* Your instructions
Your answer should be one number, the count of lines in the data that hold "characters".

------ Record set ------

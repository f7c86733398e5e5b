//! A text encoding that keeps the exact shape of a tree.
//!
//! Every node is written as a value token and every absent child as a sentinel token, so
//! decoding can put every value back where it was. Tokens are separated by a separator
//! character. The walk is preorder unless another order is asked for. With the default
//! [`Format`], the tree
//!
//! ```text
//!   2
//!  / \
//! 1   3
//! ```
//!
//! encodes as `2,1,#,#,3,#,#` in preorder, as `#,#,1,#,#,3,2` in postorder, and the empty
//! tree as `#` in both.
//!
//! Inorder can't be used. With sentinels included, `#,1,#,2,#` is both 1 with a right
//! child 2 and 2 with a left child 1, so an inorder encoding doesn't pin down one shape.
//! Asking for it gives [`TreeError::UnsupportedOrder`].
//!
//! Value tokens are the `Display` text of the value with the escape character `\`, the
//! separator and the sentinel each preceded by a `\`. A value whose text is `#` is
//! therefore written `\#` and can't be confused with an absent child.
//!
//! Decoding does not check the ordering of the values, so trees built by hand with
//! [`Tree::insert_at`] come back unchanged.
//!
//! # Examples
//!
//! ```
//! use ordtree::{BinaryTree, Order};
//!
//! let tree: BinaryTree<_> = [2, 1, 3].into_iter().collect();
//! let text = tree.serialize();
//! assert_eq!(text, "2,1,#,#,3,#,#");
//!
//! let back = BinaryTree::<i32>::deserialize(&text).unwrap();
//! assert_eq!(back, tree);
//!
//! let text = tree.serialize_in(Order::Postorder).unwrap();
//! assert_eq!(text, "#,#,1,#,#,3,2");
//! assert_eq!(BinaryTree::deserialize_in(&text, Order::Postorder), Ok(tree));
//! ```

use std::fmt::{self, Display, Write};
use std::str::FromStr;

use tracing::debug;

use crate::node::{Arena, Link, Node, NodeId, Side};
use crate::{Order, Tree, TreeError};

/// The separator and sentinel characters of the encoding.
#[derive(Debug, Clone, Copy, PartialEq, Eq)]
pub struct Format {
    separator: char,
    sentinel: char,
}

impl Format {
    /// Escapes the separator, the sentinel and itself inside value tokens.
    pub const ESCAPE: char = '\\';

    /// Builds a format.
    ///
    /// # Errors
    ///
    /// [`TreeError::InvalidFormat`] if the two characters are equal or either of them is
    /// [`Format::ESCAPE`].
    ///
    /// # Examples
    ///
    /// ```
    /// use ordtree::{BinaryTree, Format};
    ///
    /// let format = Format::new(' ', '.').unwrap();
    /// let tree: BinaryTree<_> = [2, 1].into_iter().collect();
    /// assert_eq!(tree.serialize_with(&format), "2 1 . . .");
    ///
    /// assert!(Format::new('#', '#').is_err());
    /// ```
    pub fn new(separator: char, sentinel: char) -> Result<Self, TreeError> {
        if separator == sentinel {
            return Err(TreeError::InvalidFormat("separator and sentinel are the same"));
        }
        if separator == Self::ESCAPE || sentinel == Self::ESCAPE {
            return Err(TreeError::InvalidFormat("the escape character is reserved"));
        }
        Ok(Self {
            separator,
            sentinel,
        })
    }

    /// The character between tokens.
    pub fn separator(&self) -> char {
        self.separator
    }

    /// The token standing for an absent child.
    pub fn sentinel(&self) -> char {
        self.sentinel
    }

    fn is_special(&self, ch: char) -> bool {
        ch == Self::ESCAPE || ch == self.separator || ch == self.sentinel
    }
}

impl Default for Format {
    fn default() -> Self {
        Self {
            separator: ',',
            sentinel: '#',
        }
    }
}

/// One decoded token.
#[derive(Debug, PartialEq)]
enum Token {
    Absent,
    Value(String),
}

/// The orders whose sentinel encoding describes exactly one shape.
#[derive(Debug, Clone, Copy)]
enum Encoding {
    Preorder,
    Postorder,
}

impl TryFrom<Order> for Encoding {
    type Error = TreeError;

    fn try_from(order: Order) -> Result<Self, TreeError> {
        match order {
            Order::Preorder => Ok(Encoding::Preorder),
            Order::Postorder => Ok(Encoding::Postorder),
            Order::Inorder => Err(TreeError::UnsupportedOrder(order)),
        }
    }
}

/// A step of the encoding walk.
enum Visit {
    /// A child slot; its node, if any, still has to be expanded.
    Slot(Option<NodeId>),
    /// A node whose subtrees have been written.
    Value(NodeId),
}

/// Writes `Display` output with special characters escaped.
struct Escaper<'a, W> {
    out: &'a mut W,
    format: &'a Format,
}

impl<'a, W: Write> Write for Escaper<'a, W> {
    fn write_str(&mut self, s: &str) -> fmt::Result {
        for ch in s.chars() {
            if self.format.is_special(ch) {
                self.out.write_char(Format::ESCAPE)?;
            }
            self.out.write_char(ch)?;
        }
        Ok(())
    }
}

fn tokenize(text: &str, format: &Format) -> Result<Vec<Token>, TreeError> {
    let mut tokens = Vec::new();
    let mut current = String::new();
    // An unescaped sentinel was seen in the current token.
    let mut sentinel = false;
    // Anything else was seen in the current token.
    let mut other = false;

    let finish = |tokens: &mut Vec<Token>, current: &mut String, sentinel, other| {
        let position = tokens.len();
        match (sentinel, other) {
            (true, true) => Err(TreeError::Malformed {
                position,
                reason: "unescaped sentinel inside a value",
            }),
            (true, false) => {
                tokens.push(Token::Absent);
                Ok(())
            }
            (false, _) => {
                tokens.push(Token::Value(std::mem::take(current)));
                Ok(())
            }
        }
    };

    let mut chars = text.chars();
    while let Some(ch) = chars.next() {
        if ch == Format::ESCAPE {
            let position = tokens.len();
            match chars.next() {
                Some(escaped) if format.is_special(escaped) => {
                    current.push(escaped);
                    other = true;
                }
                Some(_) => {
                    return Err(TreeError::Malformed {
                        position,
                        reason: "unknown escape sequence",
                    })
                }
                None => {
                    return Err(TreeError::Malformed {
                        position,
                        reason: "dangling escape character",
                    })
                }
            }
        } else if ch == format.separator {
            finish(&mut tokens, &mut current, sentinel, other)?;
            sentinel = false;
            other = false;
        } else if ch == format.sentinel {
            if sentinel {
                other = true;
            }
            sentinel = true;
        } else {
            current.push(ch);
            other = true;
        }
    }
    finish(&mut tokens, &mut current, sentinel, other)?;
    Ok(tokens)
}

fn parse_value<T: FromStr>(token: String, position: usize) -> Result<T, TreeError> {
    token.parse().map_err(|_| TreeError::InvalidValue { token, position })
}

fn decode_preorder<T: FromStr>(
    tokens: Vec<Token>,
) -> Result<(Arena<T>, Option<NodeId>), TreeError> {
    let count = tokens.len();
    let mut nodes = Arena::default();
    let mut root = None;
    // Slots still waiting for a token, the next one to fill on top. `None` is the root.
    let mut pending: Vec<Option<(NodeId, Side)>> = vec![None];
    for (position, token) in tokens.into_iter().enumerate() {
        let place = pending.pop().ok_or(TreeError::Malformed {
            position,
            reason: "trailing tokens after a complete tree",
        })?;
        let Token::Value(token) = token else {
            continue;
        };
        let value = parse_value(token, position)?;
        let id = nodes.alloc(Node::new(value, place.map(|(parent, _)| parent)));
        match place {
            None => root = Some(id),
            Some((parent, side)) => nodes[parent].set_link(side, Link::Child(id)),
        }
        pending.push(Some((id, Side::Right)));
        pending.push(Some((id, Side::Left)));
    }
    if !pending.is_empty() {
        return Err(TreeError::Malformed {
            position: count,
            reason: "unexpected end of input",
        });
    }
    Ok((nodes, root))
}

fn decode_postorder<T: FromStr>(
    tokens: Vec<Token>,
) -> Result<(Arena<T>, Option<NodeId>), TreeError> {
    let count = tokens.len();
    let mut nodes = Arena::default();
    // Finished subtrees, the latest on top.
    let mut done: Vec<Option<NodeId>> = Vec::new();
    for (position, token) in tokens.into_iter().enumerate() {
        let Token::Value(token) = token else {
            done.push(None);
            continue;
        };
        if done.len() < 2 {
            return Err(TreeError::Malformed {
                position,
                reason: "value without both children before it",
            });
        }
        let value = parse_value(token, position)?;
        let right = done.pop().flatten();
        let left = done.pop().flatten();
        let id = nodes.alloc(Node::new(value, None));
        for (side, child) in [(Side::Left, left), (Side::Right, right)] {
            if let Some(child) = child {
                nodes[child].parent = Some(id);
                nodes[id].set_link(side, Link::Child(child));
            }
        }
        done.push(Some(id));
    }
    // More than one subtree left means their parents never came.
    match done[..] {
        [root] => Ok((nodes, root)),
        _ => Err(TreeError::Malformed {
            position: count,
            reason: "unexpected end of input",
        }),
    }
}

impl<T, B> Tree<T, B>
where
    T: Display,
{
    /// Encodes the tree in preorder with the default [`Format`].
    pub fn serialize(&self) -> String {
        self.encode(Encoding::Preorder, &Format::default())
    }

    /// Encodes the tree in preorder with the given format.
    pub fn serialize_with(&self, format: &Format) -> String {
        self.encode(Encoding::Preorder, format)
    }

    /// Encodes the tree in the given order with the default [`Format`].
    ///
    /// # Errors
    ///
    /// [`TreeError::UnsupportedOrder`] for [`Order::Inorder`], which can't be decoded back
    /// into a single shape.
    ///
    /// # Examples
    ///
    /// ```
    /// use ordtree::{BinaryTree, Order, TreeError};
    ///
    /// let tree: BinaryTree<_> = [1, 2].into_iter().collect();
    /// assert_eq!(tree.serialize_in(Order::Preorder), Ok(tree.serialize()));
    /// assert_eq!(tree.serialize_in(Order::Postorder).unwrap(), "#,#,#,2,1");
    /// assert_eq!(
    ///     tree.serialize_in(Order::Inorder),
    ///     Err(TreeError::UnsupportedOrder(Order::Inorder))
    /// );
    /// ```
    pub fn serialize_in(&self, order: Order) -> Result<String, TreeError> {
        self.serialize_in_with(order, &Format::default())
    }

    /// Encodes the tree in the given order and format.
    ///
    /// # Errors
    ///
    /// Same as [`serialize_in`][Self::serialize_in].
    pub fn serialize_in_with(&self, order: Order, format: &Format) -> Result<String, TreeError> {
        let encoding = Encoding::try_from(order)?;
        Ok(self.encode(encoding, format))
    }

    /// Writes the preorder encoding of the tree to `out`.
    pub fn write_serialized<W>(&self, format: &Format, out: &mut W) -> fmt::Result
    where
        W: Write,
    {
        self.write_encoded(Encoding::Preorder, format, out)
    }

    fn encode(&self, encoding: Encoding, format: &Format) -> String {
        let mut out = String::new();
        self.write_encoded(encoding, format, &mut out)
            .expect("a Display implementation returned an error unexpectedly");
        debug!(?encoding, len = self.len(), bytes = out.len(), "serialized tree");
        out
    }

    fn write_encoded<W>(&self, encoding: Encoding, format: &Format, out: &mut W) -> fmt::Result
    where
        W: Write,
    {
        let mut stack = vec![Visit::Slot(self.root)];
        let mut first = true;
        while let Some(visit) = stack.pop() {
            let token = match visit {
                Visit::Slot(None) => None,
                Visit::Slot(Some(id)) => {
                    if let Encoding::Postorder = encoding {
                        stack.push(Visit::Value(id));
                    }
                    let (left, right) = self.nodes[id].children();
                    stack.push(Visit::Slot(right));
                    stack.push(Visit::Slot(left));
                    match encoding {
                        Encoding::Preorder => Some(id),
                        Encoding::Postorder => continue,
                    }
                }
                Visit::Value(id) => Some(id),
            };
            if !first {
                out.write_char(format.separator)?;
            }
            first = false;
            match token {
                None => out.write_char(format.sentinel)?,
                Some(id) => {
                    let value = &self.nodes[id].value;
                    write!(Escaper { out: &mut *out, format }, "{value}")?;
                }
            }
        }
        Ok(())
    }
}

impl<T, B> Tree<T, B>
where
    T: FromStr,
{
    /// Decodes a preorder tree written with the default [`Format`].
    ///
    /// # Errors
    ///
    /// [`TreeError::Malformed`] if `text` doesn't describe exactly one tree and
    /// [`TreeError::InvalidValue`] if a value token doesn't parse as a `T`.
    pub fn deserialize(text: &str) -> Result<Self, TreeError> {
        Self::deserialize_in_with(text, Order::Preorder, &Format::default())
    }

    /// Decodes a preorder tree written with the given format.
    ///
    /// # Errors
    ///
    /// Same as [`deserialize`][Self::deserialize].
    ///
    /// # Examples
    ///
    /// ```
    /// use ordtree::{BinaryTree, TreeError};
    ///
    /// // The right child of 1 is missing.
    /// assert_eq!(
    ///     BinaryTree::<i32>::deserialize("1,#"),
    ///     Err(TreeError::Malformed { position: 2, reason: "unexpected end of input" })
    /// );
    /// assert_eq!(
    ///     BinaryTree::<i32>::deserialize("1,x,#,#,#"),
    ///     Err(TreeError::InvalidValue { token: "x".to_string(), position: 1 })
    /// );
    /// ```
    pub fn deserialize_with(text: &str, format: &Format) -> Result<Self, TreeError> {
        Self::deserialize_in_with(text, Order::Preorder, format)
    }

    /// Decodes a tree written in the given order with the default [`Format`].
    ///
    /// # Errors
    ///
    /// [`TreeError::UnsupportedOrder`] for [`Order::Inorder`], otherwise the same as
    /// [`deserialize`][Self::deserialize].
    pub fn deserialize_in(text: &str, order: Order) -> Result<Self, TreeError> {
        Self::deserialize_in_with(text, order, &Format::default())
    }

    /// Decodes a tree written in the given order and format.
    ///
    /// # Errors
    ///
    /// Same as [`deserialize_in`][Self::deserialize_in].
    pub fn deserialize_in_with(
        text: &str,
        order: Order,
        format: &Format,
    ) -> Result<Self, TreeError> {
        let encoding = Encoding::try_from(order)?;
        let tokens = tokenize(text, format)?;
        let count = tokens.len();
        let (nodes, root) = match encoding {
            Encoding::Preorder => decode_preorder(tokens)?,
            Encoding::Postorder => decode_postorder(tokens)?,
        };

        let mut tree = Self::with_root(nodes, root);
        tree.recompute_heights();
        debug!(?encoding, len = tree.len(), tokens = count, "deserialized tree");
        Ok(tree)
    }
}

------

* Task response
3